Exercise :: Whatever the records say, repeat them exactly as given.

══════════

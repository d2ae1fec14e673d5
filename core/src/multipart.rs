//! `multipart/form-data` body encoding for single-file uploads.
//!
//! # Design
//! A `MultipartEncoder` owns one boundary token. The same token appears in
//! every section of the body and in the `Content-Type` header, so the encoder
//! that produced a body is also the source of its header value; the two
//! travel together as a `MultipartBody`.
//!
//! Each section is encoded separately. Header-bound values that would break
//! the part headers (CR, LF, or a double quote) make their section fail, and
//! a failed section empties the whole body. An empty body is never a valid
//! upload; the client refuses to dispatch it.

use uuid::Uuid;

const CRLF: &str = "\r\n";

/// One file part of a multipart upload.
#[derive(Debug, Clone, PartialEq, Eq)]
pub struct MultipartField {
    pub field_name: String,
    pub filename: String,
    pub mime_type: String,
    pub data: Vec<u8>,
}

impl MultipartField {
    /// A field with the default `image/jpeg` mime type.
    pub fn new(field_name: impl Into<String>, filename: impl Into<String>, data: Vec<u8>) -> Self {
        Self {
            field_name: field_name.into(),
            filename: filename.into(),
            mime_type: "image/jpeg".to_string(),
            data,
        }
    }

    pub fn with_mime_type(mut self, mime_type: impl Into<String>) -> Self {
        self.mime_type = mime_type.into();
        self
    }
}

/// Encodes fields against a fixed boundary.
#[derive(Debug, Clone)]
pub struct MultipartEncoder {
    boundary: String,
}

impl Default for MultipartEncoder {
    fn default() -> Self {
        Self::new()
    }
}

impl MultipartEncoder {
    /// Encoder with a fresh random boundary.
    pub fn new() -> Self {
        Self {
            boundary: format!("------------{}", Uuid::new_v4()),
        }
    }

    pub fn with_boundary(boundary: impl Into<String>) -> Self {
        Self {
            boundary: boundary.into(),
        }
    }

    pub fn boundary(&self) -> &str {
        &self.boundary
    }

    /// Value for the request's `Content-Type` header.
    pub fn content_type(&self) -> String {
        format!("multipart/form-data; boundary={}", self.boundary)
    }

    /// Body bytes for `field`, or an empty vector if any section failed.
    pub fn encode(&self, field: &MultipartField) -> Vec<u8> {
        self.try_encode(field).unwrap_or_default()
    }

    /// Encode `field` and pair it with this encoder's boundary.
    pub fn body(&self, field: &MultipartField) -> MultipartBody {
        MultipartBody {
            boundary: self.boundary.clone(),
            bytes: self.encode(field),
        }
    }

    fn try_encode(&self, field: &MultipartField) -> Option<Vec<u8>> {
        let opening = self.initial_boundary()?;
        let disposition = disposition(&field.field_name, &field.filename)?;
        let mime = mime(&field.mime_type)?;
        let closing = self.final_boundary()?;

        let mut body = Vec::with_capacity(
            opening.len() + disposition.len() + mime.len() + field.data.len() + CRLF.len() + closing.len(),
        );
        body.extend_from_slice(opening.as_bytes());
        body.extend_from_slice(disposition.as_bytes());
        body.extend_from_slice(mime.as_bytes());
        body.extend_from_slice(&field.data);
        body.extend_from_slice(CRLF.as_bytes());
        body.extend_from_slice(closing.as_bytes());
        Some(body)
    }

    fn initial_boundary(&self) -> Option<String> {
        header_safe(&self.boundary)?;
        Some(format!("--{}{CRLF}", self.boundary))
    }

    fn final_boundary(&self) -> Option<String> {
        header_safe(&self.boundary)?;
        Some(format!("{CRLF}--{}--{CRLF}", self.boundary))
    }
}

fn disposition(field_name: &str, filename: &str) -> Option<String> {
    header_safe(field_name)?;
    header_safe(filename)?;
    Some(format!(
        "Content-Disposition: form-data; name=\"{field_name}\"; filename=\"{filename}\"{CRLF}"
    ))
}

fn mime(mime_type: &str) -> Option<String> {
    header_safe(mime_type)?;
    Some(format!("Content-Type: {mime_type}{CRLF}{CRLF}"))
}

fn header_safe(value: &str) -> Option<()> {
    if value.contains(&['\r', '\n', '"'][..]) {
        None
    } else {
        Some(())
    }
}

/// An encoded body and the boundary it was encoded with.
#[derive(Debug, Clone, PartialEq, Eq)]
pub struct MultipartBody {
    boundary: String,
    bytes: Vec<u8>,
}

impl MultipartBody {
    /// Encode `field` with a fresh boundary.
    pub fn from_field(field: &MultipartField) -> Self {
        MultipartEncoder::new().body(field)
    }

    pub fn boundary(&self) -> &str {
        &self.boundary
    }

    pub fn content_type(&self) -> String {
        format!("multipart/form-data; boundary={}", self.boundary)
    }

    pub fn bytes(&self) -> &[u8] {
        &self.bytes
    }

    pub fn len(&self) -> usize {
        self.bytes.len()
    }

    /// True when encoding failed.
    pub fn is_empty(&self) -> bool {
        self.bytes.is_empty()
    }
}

══════════

Answer space ::
repository d2ae1fec14e673d5
filename core/src/multipart.rs
//! `multipart/form-data` body encoding for single-file uploads.
//!
//! # Design
//! A `MultipartEncoder` owns one boundary token. The same token appears in
//! every section of the body and in the `Content-Type` header, so the encoder
//! that produced a body is also the source of its header value; the two
//! travel together as a `MultipartBody`.
//!
//! Each section is encoded separately. Header-bound values that would break
//! the part headers (CR, LF, or a double quote) make their section fail, and
//! a failed section empties the whole body. An empty body is never a valid
//! upload; the client refuses to dispatch it.

use uuid::Uuid;

const CRLF: &str = "\r\n";

/// One file part of a multipart upload.
#[derive(Debug, Clone, PartialEq, Eq)]
pub struct MultipartField {
    pub field_name: String,
    pub filename: String,
    pub mime_type: String,
    pub data: Vec<u8>,
}

impl MultipartField {
    /// A field with the default `image/jpeg` mime type.
    pub fn new(field_name: impl Into<String>, filename: impl Into<String>, data: Vec<u8>) -> Self {
        Self {
            field_name: field_name.into(),
            filename: filename.into(),
            mime_type: "image/jpeg".to_string(),
            data,
        }
    }

    pub fn with_mime_type(mut self, mime_type: impl Into<String>) -> Self {
        self.mime_type = mime_type.into();
        self
    }
}

/// Encodes fields against a fixed boundary.
#[derive(Debug, Clone)]
pub struct MultipartEncoder {
    boundary: String,
}

impl Default for MultipartEncoder {
    fn default() -> Self {
        Self::new()
    }
}

impl MultipartEncoder {
    /// Encoder with a fresh random boundary.
    pub fn new() -> Self {
        Self {
            boundary: format!("------------{}", Uuid::new_v4()),
        }
    }

    pub fn with_boundary(boundary: impl Into<String>) -> Self {
        Self {
            boundary: boundary.into(),
        }
    }

    pub fn boundary(&self) -> &str {
        &self.boundary
    }

    /// Value for the request's `Content-Type` header.
    pub fn content_type(&self) -> String {
        format!("multipart/form-data; boundary={}", self.boundary)
    }

    /// Body bytes for `field`, or an empty vector if any section failed.
    pub fn encode(&self, field: &MultipartField) -> Vec<u8> {
        self.try_encode(field).unwrap_or_default()
    }

    /// Encode `field` and pair it with this encoder's boundary.
    pub fn body(&self, field: &MultipartField) -> MultipartBody {
        MultipartBody {
            boundary: self.boundary.clone(),
            bytes: self.encode(field),
        }
    }

    fn try_encode(&self, field: &MultipartField) -> Option<Vec<u8>> {
        let opening = self.initial_boundary()?;
        let disposition = disposition(&field.field_name, &field.filename)?;
        let mime = mime(&field.mime_type)?;
        let closing = self.final_boundary()?;

        let mut body = Vec::with_capacity(
            opening.len() + disposition.len() + mime.len() + field.data.len() + CRLF.len() + closing.len(),
        );
        body.extend_from_slice(opening.as_bytes());
        body.extend_from_slice(disposition.as_bytes());
        body.extend_from_slice(mime.as_bytes());
        body.extend_from_slice(&field.data);
        body.extend_from_slice(CRLF.as_bytes());
        body.extend_from_slice(closing.as_bytes());
        Some(body)
    }

    fn initial_boundary(&self) -> Option<String> {
        header_safe(&self.boundary)?;
        Some(format!("--{}{CRLF}", self.boundary))
    }

    fn final_boundary(&self) -> Option<String> {
        header_safe(&self.boundary)?;
        Some(format!("{CRLF}--{}--{CRLF}", self.boundary))
    }
}

fn disposition(field_name: &str, filename: &str) -> Option<String> {
    header_safe(field_name)?;
    header_safe(filename)?;
    Some(format!(
        "Content-Disposition: form-data; name=\"{field_name}\"; filename=\"{filename}\"{CRLF}"
    ))
}

fn mime(mime_type: &str) -> Option<String> {
    header_safe(mime_type)?;
    Some(format!("Content-Type: {mime_type}{CRLF}{CRLF}"))
}

fn header_safe(value: &str) -> Option<()> {
    if value.contains(&['\r', '\n', '"'][..]) {
        None
    } else {
        Some(())
    }
}

/// An encoded body and the boundary it was encoded with.
#[derive(Debug, Clone, PartialEq, Eq)]
pub struct MultipartBody {
    boundary: String,
    bytes: Vec<u8>,
}

impl MultipartBody {
    /// Encode `field` with a fresh boundary.
    pub fn from_field(field: &MultipartField) -> Self {
        MultipartEncoder::new().body(field)
    }

    pub fn boundary(&self) -> &str {
        &self.boundary
    }

    pub fn content_type(&self) -> String {
        format!("multipart/form-data; boundary={}", self.boundary)
    }

    pub fn bytes(&self) -> &[u8] {
        &self.bytes
    }

    pub fn len(&self) -> usize {
        self.bytes.len()
    }

    /// True when encoding failed.
    pub fn is_empty(&self) -> bool {
        self.bytes.is_empty()
    }
}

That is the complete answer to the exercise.